DE LA COMÉDIE

CONSEILS À UN JOURNALISTE SUR LA PHILOSOPHIE, L’HISTOIRE, LE THÉATRE, LES PIÈCES DE POÉSIE, LES MÉLANGES DE LITTÉRATURE, LES ANECDOTES LITTÉRAIRES, LES LANGUES ET LE STYLE. (10 mai 1737).

M. DCC XXXVII.

VOLTAIRE

Version du texte du 11/10/2015 à 15:02:50.

SUR LA COMÉDIE.

Venons aux belles-lettres, qui feront un des principaux articles de votre journal. Vous comptez parler beaucoup des pièces de théâtre. Ce projet est d’autant plus raisonnable que le théâtre est plus épuré parmi nous, et qu’il est devenu une école de moeurs. Vous vous gardez bien sans doute de suivre l’exemple de quelques écrivains périodiques, qui cherchent à rabaisser tous leurs contemporains, et à décourager les arts, dont un bon journaliste doit être le soutien. Il est juste de donner la préférence à Molière sur les comiques de tous les temps et de tous les pays; mais ne donnez point d’exclusion. Imitez les sages Italiens, qui placent Raphaël au premier rang, mais qui admirent les Paul Véronèse, les Carrache, les Corrége, les Dominiquin, etc. Molière est le premier ; mais il serait injuste et ridicule de ne pas mettre le Joueur à côté de ses meilleures pièces. Refuser son estime aux Ménechmes, ne pas s’amuser beaucoup au Légataire universel, serait d’un homme sans justice et sans goût ; et qui ne se plaît pas à Regnard n’est pas digne d’admirer Molière.

Osez avouer avec courage que beaucoup de nos petites pièces, comme le Grondeur, le Galant Jardinier, la Pupille, le Double Veuvage, l’Esprit de contradiction, la Coquette de village, le Florentin, etc., sont au-dessus de la plupart des petites pièces de Molière; je dis au-dessus pour la finesse des caractères, pour l’esprit dont la plupart sont assaisonnées, et même pour la bonne plaisanterie.

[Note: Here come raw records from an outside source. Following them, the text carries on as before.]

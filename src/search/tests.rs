use rustc_hash::FxHashMap;

use super::{Game, GameSearch, OrderingHints, SearchError};

type Path = Vec<&'static str>;

/// A toy game defined entirely by lookup tables: each node names its moves,
/// and leaf scores are keyed by the path from the root. The root player
/// maximizes and turns alternate by ply.
struct TableState {
    path: Path,
    moves: FxHashMap<Path, Vec<&'static str>>,
    leaves: FxHashMap<Path, i32>,
}

fn tree(
    moves: &[(&[&'static str], &[&'static str])],
    leaves: &[(&[&'static str], i32)],
) -> TableState {
    let mut move_table = FxHashMap::default();
    for (path, options) in moves {
        move_table.insert(path.to_vec(), options.to_vec());
    }
    let mut leaf_table = FxHashMap::default();
    for (path, score) in leaves {
        leaf_table.insert(path.to_vec(), *score);
    }
    TableState {
        path: Vec::new(),
        moves: move_table,
        leaves: leaf_table,
    }
}

struct TableGame;

impl Game for TableGame {
    type State = TableState;
    type Move = &'static str;
    type Undo = ();
    type MoveList = Vec<&'static str>;

    fn is_maximizing(state: &TableState) -> bool {
        state.path.len() % 2 == 0
    }

    fn is_terminal(_state: &TableState) -> bool {
        false
    }

    fn score_leaf(state: &mut TableState, _last_move: &&'static str) -> i32 {
        state.leaves.get(&state.path).copied().unwrap_or(0)
    }

    fn score_terminal(_state: &mut TableState) -> i32 {
        0
    }

    fn list_moves(state: &mut TableState, _hints: &OrderingHints<&'static str>) -> Vec<&'static str> {
        state.moves.get(&state.path).cloned().unwrap_or_default()
    }

    fn apply(state: &mut TableState, mv: &&'static str) {
        state.path.push(mv);
    }

    fn undo(state: &mut TableState, _undo: ()) {
        state.path.pop();
    }
}

fn two_ply_tree(ll: i32, lr: i32, rl: i32, rr: i32) -> TableState {
    tree(
        &[
            (&[][..], &["l", "r"][..]),
            (&["l"][..], &["l", "r"][..]),
            (&["r"][..], &["l", "r"][..]),
        ],
        &[
            (&["l", "l"][..], ll),
            (&["l", "r"][..], lr),
            (&["r", "l"][..], rl),
            (&["r", "r"][..], rr),
        ],
    )
}

#[test]
fn test_search_finds_the_minimax_move() {
    // The opponent answers each root move with its minimum: l yields 3,
    // r yields 5.
    let mut state = two_ply_tree(3, 9, 5, 7);
    let mut search = GameSearch::<TableGame>::new(2).unwrap();
    assert_eq!(search.search(&mut state), Ok("r"));
    assert_eq!(search.last_line(), &["r", "l"]);
}

#[test]
fn test_ties_break_toward_the_earliest_move() {
    let mut state = two_ply_tree(5, 5, 5, 5);
    let mut search = GameSearch::<TableGame>::new(2).unwrap();
    assert_eq!(search.search(&mut state), Ok("l"));
}

#[test]
fn test_search_leaves_the_state_where_it_found_it() {
    let mut state = two_ply_tree(3, 9, 5, 7);
    let mut search = GameSearch::<TableGame>::new(2).unwrap();
    search.search(&mut state).unwrap();
    assert!(state.path.is_empty());
}

#[test]
fn test_pruning_skips_dominated_subtrees() {
    // After l guarantees 5, r's first reply already scores 3: the rest of
    // r's subtree can never matter and is cut off.
    let mut state = two_ply_tree(10, 5, 3, 999);
    let mut search = GameSearch::<TableGame>::new(2).unwrap();
    assert_eq!(search.search(&mut state), Ok("l"));
    assert_eq!(search.cutoff_count(), 1);
    // Nodes l, ll, lr, r, rl; rr goes unvisited.
    assert_eq!(search.searched_position_count(), 5);
}

#[test]
fn test_repeated_searches_stay_consistent() {
    let mut state = two_ply_tree(3, 9, 5, 7);
    let mut search = GameSearch::<TableGame>::new(2).unwrap();
    let first = search.search(&mut state).unwrap();
    let second = search.search(&mut state).unwrap();
    assert_eq!(first, second);
}

#[test]
fn test_zero_depth_is_rejected() {
    assert!(matches!(
        GameSearch::<TableGame>::new(0),
        Err(SearchError::DepthTooLow)
    ));
}

#[test]
fn test_no_moves_at_the_root_is_an_error() {
    let mut state = tree(&[], &[]);
    let mut search = GameSearch::<TableGame>::new(2).unwrap();
    assert_eq!(search.search(&mut state), Err(SearchError::NoAvailableMoves));
}

#[test]
fn test_an_exhausted_interior_node_scores_as_terminal() {
    // Node l offers the opponent no moves at all, which ends the game there
    // with the neutral terminal score. That still beats r's losing lines.
    let mut state = tree(
        &[
            (&[][..], &["l", "r"][..]),
            (&["r"][..], &["l", "r"][..]),
        ],
        &[(&["r", "l"][..], -4), (&["r", "r"][..], -2)],
    );
    let mut search = GameSearch::<TableGame>::new(2).unwrap();
    assert_eq!(search.search(&mut state), Ok("l"));
}
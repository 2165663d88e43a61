//! Chess plugged into the generic search driver.

pub mod move_orderer;

mod searcher;

pub use searcher::{search_best_move, ChessGame, ChessSearcher};
//! Generic depth-bounded alpha-beta search.
//!
//! The driver knows nothing about chess: any two-player, perfect-information
//! game can plug in through the [`Game`] trait. Scores are absolute (the
//! maximizing player prefers larger values no matter whose turn it is), and
//! the game tree is walked on a single mutable state via apply/undo rather
//! than by cloning states.

mod driver;
mod game;

#[cfg(test)]
mod tests;

pub use driver::{GameSearch, SearchError, HIGHEST_SCORE, LOWEST_SCORE};
pub use game::{Game, OrderingHints};
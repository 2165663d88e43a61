use super::*;
use crate::move_generator::MoveGenerator;

#[test]
fn test_empty_board_defaults() {
    let board = Board::new();
    assert_eq!(board.turn(), Color::White);
    assert_eq!(board.castle_rights(), CastleRights::NONE);
    assert_eq!(board.material_balance(), 0);
    assert!(!board.is_done());
    board.assert_consistent();
}

#[test]
fn test_put_rejects_occupied_square() {
    let mut board = Board::new();
    let square = Square::new(4, 4);
    let pawn = Piece::new(PieceKind::Pawn, Color::White);
    board.put(square, pawn).unwrap();
    assert_eq!(
        board.put(square, pawn),
        Err(BoardError::SquareOccupied(square))
    );
}

#[test]
fn test_starting_position_layout() {
    let board = Board::starting_position();
    board.assert_consistent();
    assert_eq!(
        board.get(Square::new(7, 4)),
        Some(Piece::new(PieceKind::King, Color::White))
    );
    assert_eq!(
        board.get(Square::new(0, 3)),
        Some(Piece::new(PieceKind::Queen, Color::Black))
    );
    assert_eq!(
        board
            .piece_squares(Piece::new(PieceKind::Pawn, Color::White))
            .len(),
        8
    );
    assert_eq!(board.castle_rights(), CastleRights::ALL);
}

#[test]
fn test_piece_squares_iterates_in_rank_file_order() {
    let board = Board::starting_position();
    let rooks: Vec<Square> = board
        .piece_squares(Piece::new(PieceKind::Rook, Color::White))
        .iter()
        .copied()
        .collect();
    assert_eq!(rooks, vec![Square::new(7, 0), Square::new(7, 7)]);
}

// Walks several plies of generated moves, then unwinds them in reverse.
// Every intermediate position must keep the grid, the index, and the
// material balance in agreement, and the unwind must land exactly on the
// starting position.
#[test]
fn test_deep_apply_undo_walk_restores_the_start() {
    let generator = MoveGenerator::default();
    let mut board = Board::starting_position();
    let before = board.clone();
    let mut records = Vec::new();

    for ply in 0..12 {
        let moves = generator.generate_moves(&board);
        assert!(!moves.is_empty());
        // Pick a different move each ply to vary the walk.
        let mv = moves[ply % moves.len()].clone();
        records.push(board.apply(&mv));
        board.assert_consistent();
    }

    while let Some(record) = records.pop() {
        board.undo(record);
        board.assert_consistent();
    }
    assert_eq!(board, before);
}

Je ne prétends point ici entrer dans le détail de tant de pièces nouvelles, ni déplaire à beaucoup de monde par des louanges données à peu d’écrivains, qui peut-être n’en seraient pas satisfaits; mais je dirai hardiment : "Quand on donnera des ouvrages pleins de moeurs et où l’on trouve de l’intérêt, comme le Préjugé à la mode ; quand les Français seront assez heureux pour qu’on leur donne une pièce telle que le Glorieux, gardez-vous bien de vouloir rabaisser leur succès, sous prétexte que ce ne sont pas des comédies dans le goût de Molière ; évitez ce malheureux entêtement, qui ne prend sa source que dans l’envie, ne cherchez point à proscrire les scènes attendrissantes qui se trouvent dans ces ouvrages : car, lorsqu’une comédie, outre le mérite qui lui est propre, a encore celui d’intéresser, il faut être de bien mauvaise humeur pour se fâcher qu’on donne au public un plaisir de plus.

J’ose dire que si les pièces excellentes de Molière étaient un peu plus intéressantes, on verrait plus de monde à leurs représentations; le Misanthrope serait aussi suivi qu’il est estimé. Il ne faut pas que la comédie dégénère en tragédie bourgeoise: l’art d’étendre ses limites, sans les confondre avec celles de la tragédie, est un grand art qu’il serait beau d’encourager et honteux de vouloir détruire. C’en est un que de savoir bien rendre compte d’une pièce de théâtre. J’ai toujours reconnu l’esprit des jeunes gens au détail qu’ils faisaient d’une pièce nouvelle qu’ils venaient d’entendre; et j’ai remarqué que tous ceux qui s’en acquittaient le mieux ont été ceux qui depuis ont acquis le plus de réputation dans leurs emplois : tant il est vrai qu’au fond l’esprit des affaires et le véritable esprit des belles-lettres est le même !

Exposer en termes clairs et élégants un sujet qui quelquefois est embrouillé, et, sans s’attacher à la division des actes, éclaircir l’intrigue et le dénouement, les raconter comme une histoire intéressante, peindre d’un trait les caractères, dire ensuite ce qui a paru plus ou moins vraisemblable, bien ou mal préparé, retenir les vers les plus heureux, bien saisir le mérite ou le vice général du style : c’est ce que j’ai vu faire quelquefois, mais ce qui est fort rare chez les gens de lettres même qui s’en font une étude, car il est plus facile à certains esprits de suivre leurs propres idées que de rendre compte de celles des autres.